Germany-based Basel Institute on Governance has ranked Nigeria as ‘a high-risk nation for money laundering and terrorism funding’ in the latest edition of its study titled; Basel AML Index 2022: 11th Public Edition – Ranking money laundering and terrorism funding concerns around the world.’
The study published, last Tuesday, placed Nigeria 17th out of 128 countries with a score of 6.77 out of 10.
The Basel Institute on Governance IS an independent, worldwide non-profit organization devoted to preventing and combating corruption; as well as other financial crimes and as strengthening governance around the world.
The Institute developed and maintains the Basel AML Index.
“Countries with high risks of ML/TF often suffer from high risks of environmental crime.
“When it comes to tackling dirty money; most countries are taking one step forward and four steps back; remaining too many steps behind criminals seeking to launder illicit funds.
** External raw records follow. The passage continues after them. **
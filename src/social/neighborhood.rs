//! The squirrel neighborhood: seeded neighbors, friends, friend requests and
//! nut notes.

use chrono::{DateTime, Duration, Utc};
use log::{debug, info};
use uuid::Uuid;

use super::errors::SocialError;
use super::time_ago;
use crate::care::Personality;
use crate::logutil::escape_log;
use crate::text::TextCatalog;

#[derive(Debug, Clone, Copy, PartialEq, Eq)]
pub struct Neighbor {
    pub id: &'static str,
    pub name: &'static str,
    pub squirrel_name: &'static str,
    pub level: u32,
    pub mood: &'static str,
    pub online: bool,
    pub last_seen: &'static str,
    pub nuts: u32,
    pub achievements: u32,
    pub personality: Personality,
}

impl Neighbor {
    pub fn mood_emoji(&self) -> &'static str {
        match self.mood {
            "happy" => "😊",
            "playful" => "😄",
            "sleepy" => "😴",
            "mischievous" => "😈",
            "curious" => "🤔",
            _ => "😊",
        }
    }
}

pub const NEIGHBORS: [Neighbor; 5] = [
    Neighbor {
        id: "1",
        name: "AcornHunter42",
        squirrel_name: "Whiskers",
        level: 8,
        mood: "happy",
        online: true,
        last_seen: "now",
        nuts: 342,
        achievements: 6,
        personality: Personality::Energetic,
    },
    Neighbor {
        id: "2",
        name: "TreeClimber",
        squirrel_name: "Fluffy",
        level: 12,
        mood: "playful",
        online: false,
        last_seen: "2h ago",
        nuts: 567,
        achievements: 9,
        personality: Personality::Curious,
    },
    Neighbor {
        id: "3",
        name: "NutCollector",
        squirrel_name: "Squeaky",
        level: 5,
        mood: "sleepy",
        online: true,
        last_seen: "now",
        nuts: 189,
        achievements: 3,
        personality: Personality::Sleepy,
    },
    Neighbor {
        id: "4",
        name: "ForestFriend",
        squirrel_name: "Chippy",
        level: 15,
        mood: "happy",
        online: false,
        last_seen: "1h ago",
        nuts: 823,
        achievements: 12,
        personality: Personality::Friendly,
    },
    Neighbor {
        id: "5",
        name: "BranchJumper",
        squirrel_name: "Nutmeg",
        level: 7,
        mood: "mischievous",
        online: true,
        last_seen: "now",
        nuts: 234,
        achievements: 4,
        personality: Personality::Mischievous,
    },
];

pub const LEADERBOARD_SIZE: usize = 10;

#[derive(Debug, Clone, PartialEq, Eq)]
pub struct NutNote {
    pub id: String,
    pub from: String,
    pub to: Option<String>,
    pub message: String,
    pub emoji: String,
    pub sent_at: DateTime<Utc>,
}

#[derive(Debug, Clone)]
pub struct Neighborhood {
    friends: Vec<String>,
    requests: Vec<String>,
    notes: Vec<NutNote>,
}

impl Neighborhood {
    /// Neighborhood with the starter friends, requests and notes. Note ages
    /// are relative to `now`.
    pub fn seeded(now: DateTime<Utc>) -> Self {
        let note = |from: &str, message: &str, emoji: &str, age: Duration| NutNote {
            id: Uuid::new_v4().to_string(),
            from: from.to_string(),
            to: None,
            message: message.to_string(),
            emoji: emoji.to_string(),
            sent_at: now - age,
        };
        Self {
            friends: vec!["AcornHunter42".to_string(), "ForestFriend".to_string()],
            requests: vec!["TreeClimber".to_string(), "NutCollector".to_string()],
            notes: vec![
                note("AcornHunter42", "Your squirrel looks so happy! 🌰", "🌰", Duration::minutes(5)),
                note("TreeClimber", "Want to be squirrel friends?", "🤝", Duration::hours(1)),
                note("ForestFriend", "Awesome nest decorations!", "🏠", Duration::hours(2)),
            ],
        }
    }

    pub fn neighbors(&self) -> &'static [Neighbor] {
        &NEIGHBORS
    }

    /// Look a neighbor up by id or owner name.
    pub fn find(&self, key: &str) -> Option<&'static Neighbor> {
        let key = key.trim();
        NEIGHBORS
            .iter()
            .find(|n| n.id == key || n.name.eq_ignore_ascii_case(key))
    }

    pub fn friends(&self) -> &[String] {
        &self.friends
    }

    pub fn requests(&self) -> &[String] {
        &self.requests
    }

    /// Newest first.
    pub fn notes(&self) -> &[NutNote] {
        &self.notes
    }

    pub fn is_friend(&self, name: &str) -> bool {
        self.friends.iter().any(|f| f.eq_ignore_ascii_case(name))
    }

    fn take_request(&mut self, name: &str) -> Result<String, SocialError> {
        let idx = self
            .requests
            .iter()
            .position(|r| r.eq_ignore_ascii_case(name.trim()))
            .ok_or_else(|| SocialError::NoRequest(name.trim().to_string()))?;
        Ok(self.requests.remove(idx))
    }

    pub fn accept(&mut self, name: &str) -> Result<String, SocialError> {
        let who = self.take_request(name)?;
        if !self.is_friend(&who) {
            self.friends.push(who.clone());
        }
        info!("accepted friend request from {}", who);
        Ok(who)
    }

    pub fn decline(&mut self, name: &str) -> Result<String, SocialError> {
        let who = self.take_request(name)?;
        debug!("declined friend request from {}", who);
        Ok(who)
    }

    /// Send a nut note to neighbor `to`; the note lands at the top of the list.
    pub fn send_note(
        &mut self,
        from: &str,
        to: &str,
        message: &str,
        emoji: &str,
        now: DateTime<Utc>,
    ) -> Result<&NutNote, SocialError> {
        let neighbor = self
            .find(to)
            .ok_or_else(|| SocialError::NotFound(to.trim().to_string()))?;
        let message = message.trim();
        if message.is_empty() {
            return Err(SocialError::EmptyContent);
        }
        info!("nut note to {}: {}", neighbor.name, escape_log(message));
        self.notes.insert(
            0,
            NutNote {
                id: Uuid::new_v4().to_string(),
                from: from.to_string(),
                to: Some(neighbor.name.to_string()),
                message: message.to_string(),
                emoji: emoji.to_string(),
                sent_at: now,
            },
        );
        Ok(&self.notes[0])
    }

    pub fn visit(&self, key: &str, texts: &TextCatalog) -> Result<String, SocialError> {
        let n = self
            .find(key)
            .ok_or_else(|| SocialError::NotFound(key.trim().to_string()))?;
        let mut out = format!(
            "{} {} (by {}) | Lv.{} | {} 🌰 | {} achievements\n",
            n.mood_emoji(),
            n.squirrel_name,
            n.name,
            n.level,
            n.nuts,
            n.achievements
        );
        out.push_str(&texts.text_with(
            "socialHub.neighborhood.visit",
            &[("squirrel", &n.squirrel_name), ("trait", &n.personality.label())],
        ));
        out.push('\n');
        Ok(out)
    }

    /// Neighbors ranked by nut count, highest first.
    pub fn leaderboard(&self) -> Vec<&'static Neighbor> {
        let mut ranked: Vec<&'static Neighbor> = NEIGHBORS.iter().collect();
        ranked.sort_by(|a, b| b.nuts.cmp(&a.nuts));
        ranked.truncate(LEADERBOARD_SIZE);
        ranked
    }

    /// Case-insensitive match on owner or squirrel name. An empty query
    /// returns everyone.
    pub fn search(&self, query: &str) -> Vec<&'static Neighbor> {
        let q = query.trim().to_lowercase();
        NEIGHBORS
            .iter()
            .filter(|n| {
                n.name.to_lowercase().contains(&q) || n.squirrel_name.to_lowercase().contains(&q)
            })
            .collect()
    }

    pub fn format_neighbors(&self) -> String {
        let mut out = String::from("🏘️ Squirrel Neighborhood\n");
        for n in NEIGHBORS.iter() {
            let seen = if n.online {
                "Online".to_string()
            } else {
                format!("Last seen {}", n.last_seen)
            };
            out.push_str(&format!(
                "  [{}] {} {} by {} | Lv.{} | {} 🌰 | {} | {}\n",
                n.id,
                n.mood_emoji(),
                n.squirrel_name,
                n.name,
                n.level,
                n.nuts,
                n.personality.label(),
                seen
            ));
        }
        out
    }

    pub fn format_friends(&self, query: &str, texts: &TextCatalog) -> String {
        let mut out = format!("{} ({})\n", texts.text("socialHub.friends.title"), self.friends.len());
        let matches = self.search(query);
        if matches.is_empty() {
            out.push_str(&texts.text("socialHub.friends.noFriends"));
            out.push('\n');
        }
        for n in matches {
            let status = if n.online {
                texts.text("socialHub.friends.online")
            } else {
                texts.text("socialHub.friends.offline")
            };
            let marker = if self.is_friend(n.name) { "★" } else { " " };
            out.push_str(&format!(
                "  {} {} ({}) - {}\n",
                marker, n.name, n.squirrel_name, status
            ));
        }
        if !self.requests.is_empty() {
            out.push_str(&format!("Friend requests: {}\n", self.requests.join(", ")));
        }
        out
    }

    pub fn format_leaderboard(&self, texts: &TextCatalog) -> String {
        let mut out = texts.text("socialHub.neighborhood.leaderboard");
        out.push('\n');
        for (rank, n) in self.leaderboard().iter().enumerate() {
            let medal = match rank {
                0 => "👑",
                1 => "🥈",
                2 => "🥉",
                _ => "  ",
            };
            out.push_str(&format!(
                "{} {:>2}. {} ({}) - {} 🌰\n",
                medal,
                rank + 1,
                n.squirrel_name,
                n.name,
                n.nuts
            ));
        }
        out
    }

    pub fn format_notes(&self, now: DateTime<Utc>, texts: &TextCatalog) -> String {
        let mut out = format!("Nut Notes ({})\n", self.notes.len());
        for note in &self.notes {
            out.push_str(&format!(
                "  {} {}: {} ({})\n",
                note.emoji,
                note.from,
                note.message,
                time_ago(note.sent_at, now, texts)
            ));
        }
        out
    }
}

#[cfg(test)]
mod tests {
    use super::*;

    fn hood() -> Neighborhood {
        Neighborhood::seeded(Utc::now())
    }

    #[test]
    fn leaderboard_sorted_by_nuts() {
        let names: Vec<&str> = hood().leaderboard().iter().map(|n| n.name).collect();
        assert_eq!(
            names,
            vec!["ForestFriend", "TreeClimber", "AcornHunter42", "BranchJumper", "NutCollector"]
        );
    }

    #[test]
    fn search_matches_owner_or_squirrel() {
        let h = hood();
        assert_eq!(h.search("fluff")[0].name, "TreeClimber");
        assert_eq!(h.search("ACORN")[0].squirrel_name, "Whiskers");
        assert_eq!(h.search("").len(), 5);
        assert!(h.search("zzz").is_empty());
    }

    #[test]
    fn accept_and_decline_requests() {
        let mut h = hood();
        assert_eq!(h.accept("treeclimber"), Ok("TreeClimber".to_string()));
        assert!(h.is_friend("TreeClimber"));
        assert_eq!(h.decline("NutCollector"), Ok("NutCollector".to_string()));
        assert!(!h.is_friend("NutCollector"));
        assert!(h.requests().is_empty());
        assert_eq!(
            h.accept("TreeClimber"),
            Err(SocialError::NoRequest("TreeClimber".to_string()))
        );
    }

    #[test]
    fn notes_are_newest_first() {
        let mut h = hood();
        let now = Utc::now();
        let note = h.send_note("You", "3", "  hi there  ", "🌰", now).unwrap();
        assert_eq!(note.message, "hi there");
        assert_eq!(note.to.as_deref(), Some("NutCollector"));
        assert_eq!(h.notes().len(), 4);
        assert_eq!(h.notes()[0].from, "You");
        assert_eq!(h.send_note("You", "3", "   ", "🌰", now), Err(SocialError::EmptyContent));
        assert!(matches!(
            h.send_note("You", "99", "hey", "🌰", now),
            Err(SocialError::NotFound(_))
        ));
    }

    #[test]
    fn visit_describes_personality() {
        let texts = TextCatalog::builtin();
        let out = hood().visit("5", &texts).unwrap();
        assert!(out.contains("Nutmeg is Mischievous and loves to play!"));
        assert!(hood().visit("nobody", &texts).is_err());
    }
}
“Eleven years since the first publication of the Basel AML Index;– a leading independent ranking of money laundering and terrorist financing risks in countries around the world; – progress in anti-money laundering and counter-terrorism financing remains paralysed.
“The average global money laundering risk according to this year’s Index is stuck at 5.25 out of 10, where 10 is the maximum risk level, ” the study read in parts.
While further indicting the Nigerian government for ‘not keeping up the pace to catch up with criminals, who kept innovating,’ the report said that many countries including Nigeria were not doing enough to tackle the issue of money laundering and terrorist financing.
“The good news is that governments, as well as financial institutions and other reporting entities, are generally getting better at assessing their risks of money laundering and applying a risk-based approach to address them.
“But in areas where criminals are moving fast and innovating, authorities are dragging their feet. The crypto sphere is one: average levels of compliance with international standards on risks from virtual assets are dropping dramatically as more countries are assessed,” the report read.